=== EXERCISE INPUTS ===

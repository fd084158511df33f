//! View tracking and popularity ("hot score") ranking
//!
//! Every place carries an all-time and a weekly hot score, derived from its
//! view counters and current rating summary. This module is the only writer
//! of `view_count`/`weekly_views`/`hot_score`/`weekly_hot_score`. Counter
//! increments happen at the store level in a single UPDATE so concurrent
//! views against the same place do not read-then-write stale counts.

use crate::db::get_db_pool;
use crate::error::ServiceError;
use crate::orm::places;
use sea_orm::sea_query::Expr;
use sea_orm::{entity::*, query::*, ConnectionTrait};

/// Popularity score for a place.
///
/// `log10(views + 1) * 10` gives diminishing returns per additional view so
/// raw traffic cannot dominate indefinitely; the rating term is damped by a
/// ratings-volume confidence factor (`min(total_ratings / 10, 1)`) so a
/// single five-star rating cannot move the score as much as an established
/// average. Rounded to two decimals.
pub fn hot_score(views: i32, average_rating: f64, total_ratings: i32) -> f64 {
    let view_term = (f64::from(views) + 1.0).log10() * 10.0;
    let confidence = (f64::from(total_ratings) / 10.0).min(1.0);
    let rating_term = average_rating * confidence * 20.0;
    ((view_term + rating_term) * 100.0).round() / 100.0
}

/// Record one view of a place: bump both counters atomically, then refresh
/// the two hot-score variants from the fresh counters and the place's
/// current rating summary.
pub async fn record_view<C: ConnectionTrait>(db: &C, place_id: i32) -> Result<(), ServiceError> {
    let result = places::Entity::update_many()
        .col_expr(
            places::Column::ViewCount,
            Expr::col(places::Column::ViewCount).add(1),
        )
        .col_expr(
            places::Column::WeeklyViews,
            Expr::col(places::Column::WeeklyViews).add(1),
        )
        .filter(places::Column::Id.eq(place_id))
        .exec(db)
        .await?;
    if result.rows_affected == 0 {
        return Err(ServiceError::NotFound(format!(
            "Place {} not found",
            place_id
        )));
    }

    let place = places::Entity::find_by_id(place_id)
        .one(db)
        .await?
        .ok_or_else(|| ServiceError::NotFound(format!("Place {} not found", place_id)))?;

    store_hot_scores(db, &place).await
}

/// Recompute and store both hot-score variants for one place
async fn store_hot_scores<C: ConnectionTrait>(
    db: &C,
    place: &places::Model,
) -> Result<(), ServiceError> {
    let score = hot_score(place.view_count, place.average_rating, place.total_ratings);
    let weekly = hot_score(place.weekly_views, place.average_rating, place.total_ratings);

    places::Entity::update_many()
        .col_expr(places::Column::HotScore, Expr::value(score))
        .col_expr(places::Column::WeeklyHotScore, Expr::value(weekly))
        .filter(places::Column::Id.eq(place.id))
        .exec(db)
        .await?;
    Ok(())
}

/// Record a view without blocking the caller. Tracking failures are logged,
/// never surfaced: a read of a place must not fail over its view counter.
pub fn record_view_detached(place_id: i32) {
    actix_web::rt::spawn(async move {
        if let Err(err) = record_view(get_db_pool(), place_id).await {
            log::warn!("failed to record view for place {}: {}", place_id, err);
        }
    });
}

/// Zero the weekly counters and weekly hot scores for every place. Intended
/// to run on the weekly boundary; the scheduler is external.
pub async fn reset_weekly_stats<C: ConnectionTrait>(db: &C) -> Result<(), ServiceError> {
    places::Entity::update_many()
        .col_expr(places::Column::WeeklyViews, Expr::value(0))
        .col_expr(places::Column::WeeklyHotScore, Expr::value(0.0))
        .exec(db)
        .await?;
    Ok(())
}

/// Batch-recompute both hot-score variants for every place. Used for
/// backfill after formula or rating-data changes.
pub async fn recompute_all_hot_scores<C: ConnectionTrait>(db: &C) -> Result<(), ServiceError> {
    let all = places::Entity::find().all(db).await?;
    let count = all.len();
    for place in &all {
        store_hot_scores(db, place).await?;
    }
    log::info!("Recomputed hot scores for {} places", count);
    Ok(())
}
//! Service error taxonomy
//!
//! All core failures are deterministic, synchronous client errors plus a
//! single database variant. Responses carry a machine-readable `error`
//! kind and a human-readable `message`; `ContentRejected` additionally
//! enumerates the offending words so the submitter can correct them.

use actix_web::http::StatusCode;
use actix_web::{HttpResponse, ResponseError};
use sea_orm::DbErr;
use serde_json::json;
use std::fmt;

#[derive(Debug)]
pub enum ServiceError {
    /// A ban-class restricted word was found in submitted text
    ContentRejected { words: Vec<String> },
    /// Referenced place/category/rating/word does not exist
    NotFound(String),
    /// Duplicate unique key (place slug, restricted word literal)
    Conflict(String),
    /// Actor lacks ownership or elevated privilege
    Forbidden(String),
    /// Malformed filter/pagination/criterion values
    Invalid(String),
    Database(DbErr),
}

impl ServiceError {
    /// Stable machine-readable kind
    pub fn kind(&self) -> &'static str {
        match self {
            ServiceError::ContentRejected { .. } => "content_rejected",
            ServiceError::NotFound(_) => "not_found",
            ServiceError::Conflict(_) => "conflict",
            ServiceError::Forbidden(_) => "forbidden",
            ServiceError::Invalid(_) => "invalid",
            ServiceError::Database(_) => "database",
        }
    }
}

impl fmt::Display for ServiceError {
    fn fmt(&self, f: &mut fmt::Formatter<'_>) -> fmt::Result {
        match self {
            ServiceError::ContentRejected { words } => {
                write!(f, "Content contains restricted words: {}", words.join(", "))
            }
            ServiceError::NotFound(msg)
            | ServiceError::Conflict(msg)
            | ServiceError::Forbidden(msg)
            | ServiceError::Invalid(msg) => f.write_str(msg),
            ServiceError::Database(err) => write!(f, "Database error: {}", err),
        }
    }
}

impl std::error::Error for ServiceError {}

impl From<DbErr> for ServiceError {
    fn from(err: DbErr) -> Self {
        ServiceError::Database(err)
    }
}

impl ResponseError for ServiceError {
    fn status_code(&self) -> StatusCode {
        match self {
            ServiceError::ContentRejected { .. } => StatusCode::UNPROCESSABLE_ENTITY,
            ServiceError::NotFound(_) => StatusCode::NOT_FOUND,
            ServiceError::Conflict(_) => StatusCode::CONFLICT,
            ServiceError::Forbidden(_) => StatusCode::FORBIDDEN,
            ServiceError::Invalid(_) => StatusCode::BAD_REQUEST,
            ServiceError::Database(_) => StatusCode::INTERNAL_SERVER_ERROR,
        }
    }

    fn error_response(&self) -> HttpResponse {
        if let ServiceError::Database(err) = self {
            log::error!("database error: {}", err);
        }
        let mut body = json!({
            "error": self.kind(),
            "message": self.to_string(),
        });
        if let ServiceError::ContentRejected { words } = self {
            body["words"] = json!(words);
        }
        HttpResponse::build(self.status_code()).json(body)
    }
}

===

■ **WORK REQUIRED**
Output all records exactly, with nothing added or dropped.

■ **ANSWER SECTION**
repository fd084158511df33f
//! View tracking and popularity ("hot score") ranking
//!
//! Every place carries an all-time and a weekly hot score, derived from its
//! view counters and current rating summary. This module is the only writer
//! of `view_count`/`weekly_views`/`hot_score`/`weekly_hot_score`. Counter
//! increments happen at the store level in a single UPDATE so concurrent
//! views against the same place do not read-then-write stale counts.

use crate::db::get_db_pool;
use crate::error::ServiceError;
use crate::orm::places;
use sea_orm::sea_query::Expr;
use sea_orm::{entity::*, query::*, ConnectionTrait};

/// Popularity score for a place.
///
/// `log10(views + 1) * 10` gives diminishing returns per additional view so
/// raw traffic cannot dominate indefinitely; the rating term is damped by a
/// ratings-volume confidence factor (`min(total_ratings / 10, 1)`) so a
/// single five-star rating cannot move the score as much as an established
/// average. Rounded to two decimals.
pub fn hot_score(views: i32, average_rating: f64, total_ratings: i32) -> f64 {
    let view_term = (f64::from(views) + 1.0).log10() * 10.0;
    let confidence = (f64::from(total_ratings) / 10.0).min(1.0);
    let rating_term = average_rating * confidence * 20.0;
    ((view_term + rating_term) * 100.0).round() / 100.0
}

/// Record one view of a place: bump both counters atomically, then refresh
/// the two hot-score variants from the fresh counters and the place's
/// current rating summary.
pub async fn record_view<C: ConnectionTrait>(db: &C, place_id: i32) -> Result<(), ServiceError> {
    let result = places::Entity::update_many()
        .col_expr(
            places::Column::ViewCount,
            Expr::col(places::Column::ViewCount).add(1),
        )
        .col_expr(
            places::Column::WeeklyViews,
            Expr::col(places::Column::WeeklyViews).add(1),
        )
        .filter(places::Column::Id.eq(place_id))
        .exec(db)
        .await?;
    if result.rows_affected == 0 {
        return Err(ServiceError::NotFound(format!(
            "Place {} not found",
            place_id
        )));
    }

    let place = places::Entity::find_by_id(place_id)
        .one(db)
        .await?
        .ok_or_else(|| ServiceError::NotFound(format!("Place {} not found", place_id)))?;

    store_hot_scores(db, &place).await
}

/// Recompute and store both hot-score variants for one place
async fn store_hot_scores<C: ConnectionTrait>(
    db: &C,
    place: &places::Model,
) -> Result<(), ServiceError> {
    let score = hot_score(place.view_count, place.average_rating, place.total_ratings);
    let weekly = hot_score(place.weekly_views, place.average_rating, place.total_ratings);

    places::Entity::update_many()
        .col_expr(places::Column::HotScore, Expr::value(score))
        .col_expr(places::Column::WeeklyHotScore, Expr::value(weekly))
        .filter(places::Column::Id.eq(place.id))
        .exec(db)
        .await?;
    Ok(())
}

/// Record a view without blocking the caller. Tracking failures are logged,
/// never surfaced: a read of a place must not fail over its view counter.
pub fn record_view_detached(place_id: i32) {
    actix_web::rt::spawn(async move {
        if let Err(err) = record_view(get_db_pool(), place_id).await {
            log::warn!("failed to record view for place {}: {}", place_id, err);
        }
    });
}

/// Zero the weekly counters and weekly hot scores for every place. Intended
/// to run on the weekly boundary; the scheduler is external.
pub async fn reset_weekly_stats<C: ConnectionTrait>(db: &C) -> Result<(), ServiceError> {
    places::Entity::update_many()
        .col_expr(places::Column::WeeklyViews, Expr::value(0))
        .col_expr(places::Column::WeeklyHotScore, Expr::value(0.0))
        .exec(db)
        .await?;
    Ok(())
}

/// Batch-recompute both hot-score variants for every place. Used for
/// backfill after formula or rating-data changes.
pub async fn recompute_all_hot_scores<C: ConnectionTrait>(db: &C) -> Result<(), ServiceError> {
    let all = places::Entity::find().all(db).await?;
    let count = all.len();
    for place in &all {
        store_hot_scores(db, place).await?;
    }
    log::info!("Recomputed hot scores for {} places", count);
    Ok(())
}
//! Service error taxonomy
//!
//! All core failures are deterministic, synchronous client errors plus a
//! single database variant. Responses carry a machine-readable `error`
//! kind and a human-readable `message`; `ContentRejected` additionally
//! enumerates the offending words so the submitter can correct them.

use actix_web::http::StatusCode;
use actix_web::{HttpResponse, ResponseError};
use sea_orm::DbErr;
use serde_json::json;
use std::fmt;

#[derive(Debug)]
pub enum ServiceError {
    /// A ban-class restricted word was found in submitted text
    ContentRejected { words: Vec<String> },
    /// Referenced place/category/rating/word does not exist
    NotFound(String),
    /// Duplicate unique key (place slug, restricted word literal)
    Conflict(String),
    /// Actor lacks ownership or elevated privilege
    Forbidden(String),
    /// Malformed filter/pagination/criterion values
    Invalid(String),
    Database(DbErr),
}

impl ServiceError {
    /// Stable machine-readable kind
    pub fn kind(&self) -> &'static str {
        match self {
            ServiceError::ContentRejected { .. } => "content_rejected",
            ServiceError::NotFound(_) => "not_found",
            ServiceError::Conflict(_) => "conflict",
            ServiceError::Forbidden(_) => "forbidden",
            ServiceError::Invalid(_) => "invalid",
            ServiceError::Database(_) => "database",
        }
    }
}

impl fmt::Display for ServiceError {
    fn fmt(&self, f: &mut fmt::Formatter<'_>) -> fmt::Result {
        match self {
            ServiceError::ContentRejected { words } => {
                write!(f, "Content contains restricted words: {}", words.join(", "))
            }
            ServiceError::NotFound(msg)
            | ServiceError::Conflict(msg)
            | ServiceError::Forbidden(msg)
            | ServiceError::Invalid(msg) => f.write_str(msg),
            ServiceError::Database(err) => write!(f, "Database error: {}", err),
        }
    }
}

impl std::error::Error for ServiceError {}

impl From<DbErr> for ServiceError {
    fn from(err: DbErr) -> Self {
        ServiceError::Database(err)
    }
}

impl ResponseError for ServiceError {
    fn status_code(&self) -> StatusCode {
        match self {
            ServiceError::ContentRejected { .. } => StatusCode::UNPROCESSABLE_ENTITY,
            ServiceError::NotFound(_) => StatusCode::NOT_FOUND,
            ServiceError::Conflict(_) => StatusCode::CONFLICT,
            ServiceError::Forbidden(_) => StatusCode::FORBIDDEN,
            ServiceError::Invalid(_) => StatusCode::BAD_REQUEST,
            ServiceError::Database(_) => StatusCode::INTERNAL_SERVER_ERROR,
        }
    }

    fn error_response(&self) -> HttpResponse {
        if let ServiceError::Database(err) = self {
            log::error!("database error: {}", err);
        }
        let mut body = json!({
            "error": self.kind(),
            "message": self.to_string(),
        });
        if let ServiceError::ContentRejected { words } = self {
            body["words"] = json!(words);
        }
        HttpResponse::build(self.status_code()).json(body)
    }
}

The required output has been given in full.